Member of the Ghana Parliament for Gomoa West constituency
- In office 7 January 2017 – 6 January 2021
- Preceded by: Hon. Francis Kojo Arthur
- Succeeded by: Richard Gyan Mensah
- President: Nana Akuffo-Addo

Personal details
- Born: 6 December 1973 (age 52) Gomoa Dawurampong, Ghana
- Party: New Patriotic Party
- Spouse: Anastasia Antoinette Abban
- Children: 4
- Education: Boston University School of Law, Kwame Nkrumah University of Science and Technology, Hamburg School of Applied Science, Goethe Institut
- Occupation: Politician
- Profession: Legal Advisor, Lecturer, Medical Officer
- Committees: Government Assurance Committee; Health Committee

= Alexander Abban =

Ghanaian politician

Alexander Kodwo Kom Abban (born 6 December 1973) is a Ghanaian politician and a member of the Seventh Parliament of the Fourth Republic of Ghana representing the Gomoa West Constituency in the Central Region on the ticket of the New Patriotic Party.

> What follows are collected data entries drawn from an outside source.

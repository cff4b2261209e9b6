//! The provider capability trait and the registry that picks a backend for
//! the configured provider.
//!
//! Each backend is compiled in through its cargo feature. Selecting a
//! provider whose feature is disabled fails with
//! [`WhisperError::ProviderUnavailable`] instead of installing anything at
//! run time.

use std::collections::BTreeMap;
use std::time::Duration;

use reqwest::blocking::{Client, RequestBuilder};
use reqwest::StatusCode;
use secrecy::{ExposeSecret, SecretString};
use serde::{de::DeserializeOwned, Serialize};
use thiserror::Error;

use crate::cli::ProviderKind;
use crate::config::ResolvedConfig;
use crate::errors::WhisperError;

/// Longest provider error body kept in an error message.
const MAX_ERROR_BODY: usize = 500;

/// Who authored a message sent to a provider.
#[derive(Debug, Clone, Copy, PartialEq, Eq)]
pub enum ChatRole {
    System,
    User,
    Assistant,
}

impl ChatRole {
    pub fn as_str(&self) -> &'static str {
        match self {
            ChatRole::System => "system",
            ChatRole::User => "user",
            ChatRole::Assistant => "assistant",
        }
    }
}

/// A provider-neutral chat message.
#[derive(Debug, Clone, PartialEq, Eq)]
pub struct ChatMessage {
    pub role: ChatRole,
    pub content: String,
}

impl ChatMessage {
    pub fn system(content: impl Into<String>) -> Self {
        ChatMessage {
            role: ChatRole::System,
            content: content.into(),
        }
    }

    pub fn user(content: impl Into<String>) -> Self {
        ChatMessage {
            role: ChatRole::User,
            content: content.into(),
        }
    }

    pub fn assistant(content: impl Into<String>) -> Self {
        ChatMessage {
            role: ChatRole::Assistant,
            content: content.into(),
        }
    }
}

/// `{role, content}` pair shared by the OpenAI-style and Ollama wire formats.
#[derive(Debug, Serialize)]
pub(crate) struct WireMessage<'a> {
    pub role: &'a str,
    pub content: &'a str,
}

impl<'a> From<&'a ChatMessage> for WireMessage<'a> {
    fn from(message: &'a ChatMessage) -> Self {
        WireMessage {
            role: message.role.as_str(),
            content: &message.content,
        }
    }
}

/// Errors from a single provider call.
#[derive(Debug, Error)]
pub enum ProviderError {
    #[error("{provider} rejected the credential (HTTP {status}): {body}")]
    Authentication {
        provider: &'static str,
        status: u16,
        body: String,
    },
    #[error("{provider} returned HTTP {status}: {body}")]
    Status {
        provider: &'static str,
        status: u16,
        body: String,
    },
    #[error("request failed: {0}")]
    Network(#[from] reqwest::Error),
    #[error("unexpected response from {provider}: {message}")]
    Response {
        provider: &'static str,
        message: String,
    },
}

impl ProviderError {
    /// Authentication failures end the session; everything else may be retried.
    pub fn is_fatal(&self) -> bool {
        matches!(self, ProviderError::Authentication { .. })
    }
}

/// A chat-capable LLM backend.
pub trait ChatProvider {
    /// Human readable provider name used in messages.
    fn name(&self) -> &'static str;

    /// Send the conversation and return the assistant's reply text.
    fn complete(&self, messages: &[ChatMessage]) -> Result<String, ProviderError>;
}

/// Numeric tuning parameters a provider understands.
#[derive(Debug, Clone, Copy, Default, PartialEq)]
pub struct TuningParams {
    pub temperature: Option<f32>,
    pub max_tokens: Option<u32>,
    pub top_p: Option<f32>,
}

#[derive(Debug, Clone, Copy, PartialEq, Eq)]
enum ParamSlot {
    Temperature,
    MaxTokens,
    TopP,
}

impl TuningParams {
    /// Keep only the parameters `provider` understands. Native names win
    /// over the generic `max_tokens`/`top_p` spellings; anything else is
    /// dropped.
    pub fn for_provider(provider: ProviderKind, params: &BTreeMap<String, f64>) -> Self {
        let native = provider.native_params();
        let mut tuning = TuningParams::default();
        for (key, &value) in params {
            let Some(slot) = provider.param_slot(key) else {
                log::debug!("ignoring parameter {key} not used by {provider}");
                continue;
            };
            let is_native = native.contains(&key.as_str());
            if !value.is_finite() || value < 0.0 {
                log::warn!("ignoring parameter {key} with invalid value {value}");
                continue;
            }
            match slot {
                ParamSlot::Temperature => tuning.temperature = Some(value as f32),
                ParamSlot::MaxTokens if is_native || tuning.max_tokens.is_none() => {
                    if value >= 1.0 {
                        tuning.max_tokens = Some(value.round().min(u32::MAX as f64) as u32);
                    }
                }
                ParamSlot::TopP if is_native || tuning.top_p.is_none() => {
                    tuning.top_p = Some(value as f32)
                }
                _ => {}
            }
        }
        tuning
    }
}

impl ProviderKind {
    /// Environment variable consulted when the configuration has no credential.
    pub fn credential_env(&self) -> Option<&'static str> {
        match self {
            ProviderKind::OpenAi => Some("OPENAI_API_KEY"),
            ProviderKind::Anthropic => Some("ANTHROPIC_API_KEY"),
            ProviderKind::Google => Some("GOOGLE_API_KEY"),
            ProviderKind::Cohere => Some("COHERE_API_KEY"),
            ProviderKind::HuggingFace => Some("HF_TOKEN"),
            ProviderKind::Ollama => None,
        }
    }

    pub fn default_base_url(&self) -> &'static str {
        match self {
            ProviderKind::OpenAi => "https://api.openai.com/v1",
            ProviderKind::Anthropic => "https://api.anthropic.com/v1",
            ProviderKind::Google => "https://generativelanguage.googleapis.com/v1beta",
            ProviderKind::Cohere => "https://api.cohere.ai/compatibility/v1",
            ProviderKind::HuggingFace => "https://router.huggingface.co/v1",
            ProviderKind::Ollama => "http://localhost:11434",
        }
    }

    /// Provider-native names for temperature, output length and nucleus sampling.
    pub fn native_params(&self) -> [&'static str; 3] {
        match self {
            ProviderKind::OpenAi | ProviderKind::Anthropic => ["temperature", "max_tokens", "top_p"],
            ProviderKind::Google => ["temperature", "max_output_tokens", "top_p"],
            ProviderKind::Cohere => ["temperature", "max_tokens", "p"],
            ProviderKind::HuggingFace => ["temperature", "max_new_tokens", "top_p"],
            ProviderKind::Ollama => ["temperature", "num_predict", "top_p"],
        }
    }

    fn param_slot(&self, key: &str) -> Option<ParamSlot> {
        let [temperature, max_tokens, top_p] = self.native_params();
        match key {
            k if k == temperature => Some(ParamSlot::Temperature),
            k if k == max_tokens || k == "max_tokens" => Some(ParamSlot::MaxTokens),
            k if k == top_p || k == "top_p" => Some(ParamSlot::TopP),
            _ => None,
        }
    }
}

/// Build the client for the configured provider.
pub fn build_provider(config: &ResolvedConfig) -> Result<Box<dyn ChatProvider>, WhisperError> {
    let unavailable = |reason: String| WhisperError::ProviderUnavailable {
        provider: config.provider.to_string(),
        reason,
    };
    let client = http_client(config.timeout).map_err(|e| unavailable(e.to_string()))?;
    let provider: Box<dyn ChatProvider> = match config.provider {
        #[cfg(feature = "openai")]
        ProviderKind::OpenAi => Box::new(crate::openai::OpenAiCompatible::new(
            "OpenAI", client, config,
        )),
        #[cfg(feature = "cohere")]
        ProviderKind::Cohere => Box::new(crate::openai::OpenAiCompatible::new(
            "Cohere", client, config,
        )),
        #[cfg(feature = "huggingface")]
        ProviderKind::HuggingFace => Box::new(crate::openai::OpenAiCompatible::new(
            "HuggingFace",
            client,
            config,
        )),
        #[cfg(feature = "anthropic")]
        ProviderKind::Anthropic => Box::new(crate::anthropic::Anthropic::new(client, config)),
        #[cfg(feature = "google")]
        ProviderKind::Google => Box::new(crate::google::Google::new(client, config)),
        #[cfg(feature = "ollama")]
        ProviderKind::Ollama => Box::new(crate::ollama::Ollama::new(client, config)),
        #[allow(unreachable_patterns)]
        other => {
            return Err(unavailable(format!(
                "log-whisperer was built without the `{}` feature",
                other
            )))
        }
    };
    log::info!(
        "using {} model {} at {}",
        provider.name(),
        config.model,
        config.base_url
    );
    Ok(provider)
}

pub(crate) fn http_client(timeout: Duration) -> Result<Client, reqwest::Error> {
    Client::builder()
        .timeout(timeout)
        .user_agent(concat!("log-whisperer/", env!("CARGO_PKG_VERSION")))
        .build()
}

/// Copy of the configured credential for a backend to own.
pub(crate) fn owned_credential(config: &ResolvedConfig) -> Option<SecretString> {
    config
        .credential
        .as_ref()
        .map(|c| SecretString::new(c.expose_secret().clone()))
}

/// Send `body` as JSON and decode a successful JSON response.
pub(crate) fn post_json<B, T>(
    provider: &'static str,
    request: RequestBuilder,
    body: &B,
) -> Result<T, ProviderError>
where
    B: Serialize,
    T: DeserializeOwned,
{
    if log::log_enabled!(log::Level::Trace) {
        if let Ok(json) = serde_json::to_string(body) {
            log::trace!("{provider} request payload: {json}");
        }
    }
    let response = request.json(body).send()?;
    let status = response.status();
    log::debug!("{provider} HTTP status: {status}");
    let text = response.text()?;
    if status == StatusCode::UNAUTHORIZED || status == StatusCode::FORBIDDEN {
        return Err(ProviderError::Authentication {
            provider,
            status: status.as_u16(),
            body: clip(&text),
        });
    }
    if !status.is_success() {
        return Err(ProviderError::Status {
            provider,
            status: status.as_u16(),
            body: clip(&text),
        });
    }
    serde_json::from_str(&text).map_err(|e| ProviderError::Response {
        provider,
        message: format!("{e}. Raw response: {}", clip(&text)),
    })
}

fn clip(text: &str) -> String {
    let text = text.trim();
    match text.char_indices().nth(MAX_ERROR_BODY) {
        Some((idx, _)) => format!("{}...", &text[..idx]),
        None => text.to_string(),
    }
}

==Early life and education==
Abban was born on 6 December 1973 and hails from Gomoa Dawurampong in the Central Region of Ghana. He had his Master of Law degree in Banking and Financial law from the Boston University School of Law in 2008. He had his Medical License from the Medical and Dental Council. He also had his Bachelor of Science degree in Human Biology from the Kwame Nkrumah University of Science and Technology, Bachelor of Science degree in Medicine and Surgery from the same institution. He further had his master's degree in public health from the Hamburg School of Applied Science. He also had a certificate in German from the Goethe Institut in Accra.

==Career==
Abban was a Legal Advisor from 2013 to 2014 at Ghana Stock Exchange. He was also a lecturer at the Ghana Institute of Management and Public Administration from 2009 to 2010. He was also a Part-time lecturer at the Ghana School of Law from 2010 to 2015. He was a House Officer from 2009 to 2012 at Ghana Health Service and a Medical Officer at the same institution from 2012 to 2016.

== Politics ==
Abban is a member of the New Patriotic Party. He was the former Member of Parliament in Seventh Parliament of the Fourth Republic of Ghana for Gomoa West Constituency in the Central Region of Ghana.

=== 2016 election ===
During the 2016 Ghanaian general election, Abban won the Gomoa West Constituency parliamentary seat. He won with 22,741 votes making 49.6% of the total votes cast whilst the NDC parliamentary candidate Samuel Fletcher had 21,004 votes making 45.8% of the total votes cast, the PPP parliamentary candidate Charles Yawson had 2,086 votes making 4.6% of the total votes cast and the CPP parliamentary candidate Stephen Afriyie had 0 vote making 0.0% of the total votes cast.

=== Committees ===
Abban was a member of the Government Assurance Committee and also a member of the Health Committee.

=== Minister ===
He is the former Deputy Minister for Health. He is also a former Deputy Minister for Communications.

=== 2020 election ===
Abban lost the Gomoa West Constituency parliamentary seat during the 2020 Ghanaian general elections to the NDC parliamentary candidate Richard Gyan Mensah. He lost with 25,235 votes making 44.9% of the total votes cast whilst Richard had 29,822 votes making 53.0% of the total votes cast, the GUM parliamentary candidate Edmond Panyin Enchill had 716 votes making 1.3% of the total votes cast, and the PPP parliamentary candidate Charles Yawson had 481 votes making 0.9% of the total votes cast.

==Personal life==
A Catholic, he and his wife, Anastasia Antoinette Abban, have four children.